Impulse responces of gpuRIR very different compared with pyroomacoutics with similar settings

fra1993 commented 2 years ago

Hi,

while trying to obtain similar RIRs with gpuRIR and pyroomacoustics, I alwayse obtain very different filters for similar acoustic settings: it looks like the filters generated with gpuRIR are ~ one order of magnitude smaller. Con you give me any hints?

Thank you very much

DavidDiazGuerra commented 2 years ago

Hi Fra,

Could you provide a minimal example where this behavior can be observed and, if possible, a plot of the RIRs obtained with it?

Best regards, David

fra1993 commented 2 years ago

Here is the filter generated with gpuRIR: gpuRIR

Here the filter from pyroomacoustics: pyroom

The room dimensions were set to: [4.585, 6.903, 3.144]
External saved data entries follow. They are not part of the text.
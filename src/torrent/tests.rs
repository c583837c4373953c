//! Tests for torrent identity derivation.
//!
//! # Test Coverage
//!
//! ## Fingerprints
//! - Clean hash ignores tracker-injected `info` keys
//! - Files hash survives re-chunking (different piece length and pieces)
//! - Hashes are computed over canonical encodings
//!
//! ## Content files
//! - Multi-file path joining under the torrent name
//! - Sorting independent of on-disk order
//!
//! ## Remote torrents
//! - At-most-once fetching and caching
//! - Timeout and fetch-failure propagation
//!
//! Torrents are built in memory with the crate's own encoder; `FakeFetcher`
//! stands in for HTTP.

use super::*;
use crate::bencode::{BValue, Bencode};
use async_trait::async_trait;
use bytes::Bytes;
use sha1::{Digest, Sha1};
use std::collections::BTreeMap;
use std::sync::atomic::{AtomicUsize, Ordering};
use std::sync::Arc;
use std::time::Duration;

fn dict(entries: Vec<(&str, BValue)>) -> BValue {
    BValue::Dict(
        entries
            .into_iter()
            .map(|(k, v)| (Bytes::copy_from_slice(k.as_bytes()), v))
            .collect::<BTreeMap<_, _>>(),
    )
}

fn pieces(fill: u8, count: usize) -> BValue {
    BValue::String(Bytes::from(vec![fill; 20 * count]))
}

fn file(length: i64, path: &[&str]) -> BValue {
    dict(vec![
        ("length", BValue::Integer(length)),
        (
            "path",
            BValue::List(path.iter().map(|s| BValue::string(s)).collect()),
        ),
    ])
}

fn torrent(announce: &str, info: Vec<(&str, BValue)>) -> Vec<u8> {
    Bencode::encode(&dict(vec![
        ("announce", BValue::string(announce)),
        ("info", dict(info)),
    ]))
}

fn album_info(piece_length: i64, piece_fill: u8) -> Vec<(&'static str, BValue)> {
    vec![
        ("name", BValue::string("Album")),
        ("piece length", BValue::Integer(piece_length)),
        ("pieces", pieces(piece_fill, 3)),
        (
            "files",
            BValue::List(vec![
                file(300, &["disc2", "track01.flac"]),
                file(100, &["disc1", "track02.flac"]),
                file(200, &["disc1", "track01.flac"]),
            ]),
        ),
    ]
}

fn sha1_hex(bytes: &[u8]) -> String {
    hex::encode(Sha1::digest(bytes))
}

#[test]
fn test_end_to_end_single_file() {
    let raw = torrent(
        "http://tracker.example/a",
        vec![
            ("name", BValue::string("x.bin")),
            ("length", BValue::Integer(10)),
            ("piece length", BValue::Integer(16384)),
            ("pieces", pieces(0, 1)),
        ],
    );

    let identity = derive_identity(&raw).unwrap();
    assert_eq!(identity.name(), "x.bin");
    assert_eq!(identity.tracker_host(), "tracker.example");
    assert_eq!(identity.total_size(), 10);
    assert_eq!(
        identity.files(),
        &[ContentFile {
            path: "x.bin".to_string(),
            length: 10
        }]
    );
    for hash in [
        identity.info_hash(),
        identity.clean_hash(),
        identity.files_hash(),
    ] {
        let hex = hash.to_hex();
        assert_eq!(hex.len(), 40);
        assert!(hex.chars().all(|c| c.is_ascii_hexdigit() && !c.is_ascii_uppercase()));
    }
    // nothing to strip, so the clean subset is the whole info dictionary
    assert_eq!(identity.info_hash(), identity.clean_hash());
}

#[test]
fn test_info_hash_is_sha1_of_canonical_info() {
    let raw = b"d8:announce8:http://a4:infod4:name1:x6:lengthi5eee";
    let identity = derive_identity(raw).unwrap();
    // keys are re-sorted before hashing
    assert_eq!(
        identity.info_hash().to_hex(),
        sha1_hex(b"d6:lengthi5e4:name1:xe")
    );
    assert_eq!(
        identity.files_hash().to_hex(),
        sha1_hex(b"ld6:lengthi5e4:path1:xee")
    );
}

#[test]
fn test_multi_file_paths_are_joined_and_sorted() {
    let raw = torrent("http://tracker.example/announce", album_info(16384, 1));
    let identity = derive_identity(&raw).unwrap();

    let paths: Vec<&str> = identity.files().iter().map(|f| f.path.as_str()).collect();
    assert_eq!(
        paths,
        vec![
            "Album/disc1/track01.flac",
            "Album/disc1/track02.flac",
            "Album/disc2/track01.flac",
        ]
    );
    assert_eq!(identity.files()[0].length, 200);
    assert_eq!(identity.total_size(), 600);
}

#[test]
fn test_file_order_does_not_change_files_hash() {
    let mut shuffled = album_info(16384, 1);
    if let Some((_, BValue::List(files))) = shuffled.iter_mut().find(|(k, _)| *k == "files") {
        files.reverse();
    }
    let a = derive_identity(&torrent("http://a.example/", album_info(16384, 1))).unwrap();
    let b = derive_identity(&torrent("http://b.example/", shuffled)).unwrap();

    assert_eq!(a.files(), b.files());
    assert_eq!(a.files_hash(), b.files_hash());
    // the list order is part of `info`, so the stricter hashes see it
    assert_ne!(a.info_hash(), b.info_hash());
}

#[test]
fn test_clean_hash_ignores_tracker_fields() {
    let plain = album_info(16384, 1);
    let mut salted = album_info(16384, 1);
    salted.push(("private", BValue::Integer(1)));
    salted.push(("source", BValue::string("TRACKER-B")));

    let a = derive_identity(&torrent("http://a.example/announce", plain)).unwrap();
    let b = derive_identity(&torrent("http://b.example/announce", salted)).unwrap();

    assert_ne!(a.info_hash(), b.info_hash());
    assert_eq!(a.clean_hash(), b.clean_hash());
    assert_eq!(a.files_hash(), b.files_hash());
    assert_eq!(a.match_strength(&b), Some(MatchStrength::Clean));
    assert_eq!(b.tracker_host(), "b.example");
}

#[test]
fn test_files_hash_survives_rechunking() {
    let a = derive_identity(&torrent("http://a.example/", album_info(16384, 1))).unwrap();
    let b = derive_identity(&torrent("http://a.example/", album_info(32768, 2))).unwrap();

    assert_ne!(a.info_hash(), b.info_hash());
    assert_ne!(a.clean_hash(), b.clean_hash());
    assert_eq!(a.files_hash(), b.files_hash());
    assert_eq!(a.match_strength(&b), Some(MatchStrength::Files));
}

#[test]
fn test_match_strength() {
    let a = derive_identity(&torrent("http://a.example/", album_info(16384, 1))).unwrap();
    let same = derive_identity(&torrent("http://b.example/", album_info(16384, 1))).unwrap();
    assert_eq!(a.match_strength(&same), Some(MatchStrength::Exact));

    let mut other = album_info(16384, 1);
    other[0] = ("name", BValue::string("Another Album"));
    let other = derive_identity(&torrent("http://a.example/", other)).unwrap();
    assert_eq!(a.match_strength(&other), None);
}

#[test]
fn test_root_keys_do_not_affect_identity() {
    let plain = torrent("http://a.example/", album_info(16384, 1));
    let mut root = BValue::from_bytes(&plain).unwrap().into_dict().unwrap();
    root.insert(Bytes::from_static(b"comment"), BValue::string("uploaded by someone"));
    root.insert(Bytes::from_static(b"creation date"), BValue::Integer(1_700_000_000));
    let annotated = Bencode::encode(&BValue::Dict(root));

    let a = derive_identity(&plain).unwrap();
    let b = derive_identity(&annotated).unwrap();
    assert_eq!(a, b);
}

#[test]
fn test_non_utf8_names_are_lossy() {
    let raw = torrent(
        "http://a.example/",
        vec![
            ("name", BValue::String(Bytes::from_static(b"caf\xe9"))),
            ("length", BValue::Integer(1)),
        ],
    );
    let identity = derive_identity(&raw).unwrap();
    assert_eq!(identity.name(), "caf\u{fffd}");
    assert_eq!(identity.files()[0].path, "caf\u{fffd}");
}

#[test]
fn test_parse_failures() {
    assert!(matches!(derive_identity(b""), Err(ParseError::Empty)));
    assert!(matches!(
        derive_identity(b"d8:announce8:http://a4:info"),
        Err(ParseError::Bencode(_))
    ));
    assert!(matches!(
        derive_identity(&torrent("http://a/", vec![("name", BValue::string("x"))])),
        Err(ParseError::MissingField("length or files"))
    ));
    assert!(matches!(
        derive_identity(&torrent(
            "::",
            vec![("name", BValue::string("x")), ("length", BValue::Integer(1))]
        )),
        Err(ParseError::InvalidAnnounce(_))
    ));
}

#[test]
fn test_oversized_total_is_a_parse_failure() {
    // written by hand: the legacy encoder would not keep lengths this large
    let raw = b"d8:announce8:http://a4:infod5:filesl\
        d6:lengthi5000000000000000000e4:pathl5:a.bineed6:lengthi5000000000000000000e4:pathl5:b.binee\
        e4:name4:hugeee";
    assert!(matches!(
        derive_identity(raw),
        Err(ParseError::InvalidField("length"))
    ));

    let negative = torrent(
        "http://a.example/",
        vec![("name", BValue::string("x")), ("length", BValue::Integer(-10))],
    );
    assert!(matches!(
        derive_identity(&negative),
        Err(ParseError::InvalidField("length"))
    ));
}

#[test]
fn test_identity_serializes_to_json() {
    let raw = b"d8:announce8:http://a4:infod4:name1:x6:lengthi5eee";
    let json = serde_json::to_value(derive_identity(raw).unwrap()).unwrap();
    assert_eq!(json["name"], "x");
    assert_eq!(json["trackerHost"], "a");
    assert_eq!(json["totalSize"], 5);
    assert_eq!(json["files"][0]["path"], "x");
    assert_eq!(json["infoHash"].as_str().unwrap().len(), 40);
}

/// Serves canned responses and counts how often it was asked.
struct FakeFetcher {
    response: Box<dyn Fn() -> Result<Bytes, FetchError> + Send + Sync>,
    calls: AtomicUsize,
}

impl FakeFetcher {
    fn new(response: impl Fn() -> Result<Bytes, FetchError> + Send + Sync + 'static) -> Self {
        Self {
            response: Box::new(response),
            calls: AtomicUsize::new(0),
        }
    }

    fn calls(&self) -> usize {
        self.calls.load(Ordering::SeqCst)
    }
}

#[async_trait]
impl TorrentFetcher for FakeFetcher {
    async fn fetch(&self, _url: &str, _timeout: Duration) -> Result<Bytes, FetchError> {
        self.calls.fetch_add(1, Ordering::SeqCst);
        tokio::task::yield_now().await;
        (self.response)()
    }
}

fn single_file_torrent() -> Bytes {
    Bytes::from(torrent(
        "http://tracker.example/a",
        vec![
            ("name", BValue::string("x.bin")),
            ("length", BValue::Integer(10)),
        ],
    ))
}

#[tokio::test]
async fn test_remote_torrent_fetches_once() {
    let fetcher = FakeFetcher::new(|| Ok(single_file_torrent()));
    let remote = RemoteTorrent::new("http://tracker.example/download/1");
    assert!(remote.identity().is_none());

    let first = remote.resolve(&fetcher).await.unwrap().clone();
    let second = remote.resolve(&fetcher).await.unwrap();
    assert_eq!(&first, second);
    assert_eq!(fetcher.calls(), 1);
    assert_eq!(remote.identity().map(|i| i.name()), Some("x.bin"));
    assert_eq!(remote.status(&fetcher).await, TorrentStatus::Succeed);
}

#[tokio::test]
async fn test_concurrent_resolves_share_one_fetch() {
    let fetcher = Arc::new(FakeFetcher::new(|| Ok(single_file_torrent())));
    let remote = Arc::new(RemoteTorrent::new("http://tracker.example/download/1"));

    let mut handles = Vec::new();
    for _ in 0..8 {
        let fetcher = Arc::clone(&fetcher);
        let remote = Arc::clone(&remote);
        handles.push(tokio::spawn(async move {
            remote.resolve(fetcher.as_ref()).await.map(|i| i.info_hash())
        }));
    }

    let mut hashes = Vec::new();
    for handle in handles {
        hashes.push(handle.await.unwrap().unwrap());
    }
    assert!(hashes.windows(2).all(|w| w[0] == w[1]));
    assert_eq!(fetcher.calls(), 1);
}

#[tokio::test]
async fn test_remote_timeout_propagates() {
    let fetcher = FakeFetcher::new(|| Err(FetchError::TimedOut));
    let mut remote = RemoteTorrent::new("http://tracker.example/download/1");
    remote.set_timeout(Duration::from_millis(50));
    assert_eq!(remote.timeout(), Duration::from_millis(50));

    let err = remote.resolve(&fetcher).await.unwrap_err();
    assert!(matches!(err, IdentityError::TimedOut));
    assert_eq!(err.status(), TorrentStatus::Timeout);
}

#[tokio::test]
async fn test_remote_failures_are_not_cached() {
    let fetcher = FakeFetcher::new(|| Err(FetchError::Status(404)));
    let remote = RemoteTorrent::new("http://tracker.example/download/1");

    let err = remote.resolve(&fetcher).await.unwrap_err();
    assert!(matches!(err, IdentityError::FetchFailed(FetchError::Status(404))));
    assert_eq!(err.status(), TorrentStatus::GetTorrentFailed);

    assert_eq!(
        remote.status(&fetcher).await,
        TorrentStatus::GetTorrentFailed
    );
    assert_eq!(fetcher.calls(), 2);
    assert!(remote.identity().is_none());
}

#[tokio::test]
async fn test_remote_parse_failure() {
    let fetcher = FakeFetcher::new(|| Ok(Bytes::from_static(b"<html>login required</html>")));
    let remote = RemoteTorrent::new("http://tracker.example/download/1");

    let err = remote.resolve(&fetcher).await.unwrap_err();
    let IdentityError::ParseFailed(cause) = &err else {
        panic!("expected parse failure, got {:?}", err);
    };
    assert!(matches!(cause, ParseError::Bencode(_)));
    assert_eq!(err.status(), TorrentStatus::GetTorrentFailed);
}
For generating the absorption coefficients and the max number or reflections I used in both of the cases the Sabine formula (available in both of the packages) with T60=0.6. Here I could already see something weird: from pyroom I get absorption_coeff=0.19714386610054616 instead gpuRIR implementation of the Sabine formula gives it a value of 0.8961001. On the other side, for the max_reflection_order I get 79 from pyroom and [23, 15, 33] for gpuRIR (71 in total).

DavidDiazGuerra commented 2 years ago

Thanks for reporting this. There might be some differences between gpuRIR and pyroomacoustics since gpuRIR uses negative reflection coefficients and (optionally) a random late reverberation model, but this seems to be indeed too much difference. I'll take a look at this during the week.

Best regards, David

fra1993 commented 2 years ago

Yes I noticed from the paper. In fact I removed the late reverb. part not setting the Tdiff argument in the simulateRIR function.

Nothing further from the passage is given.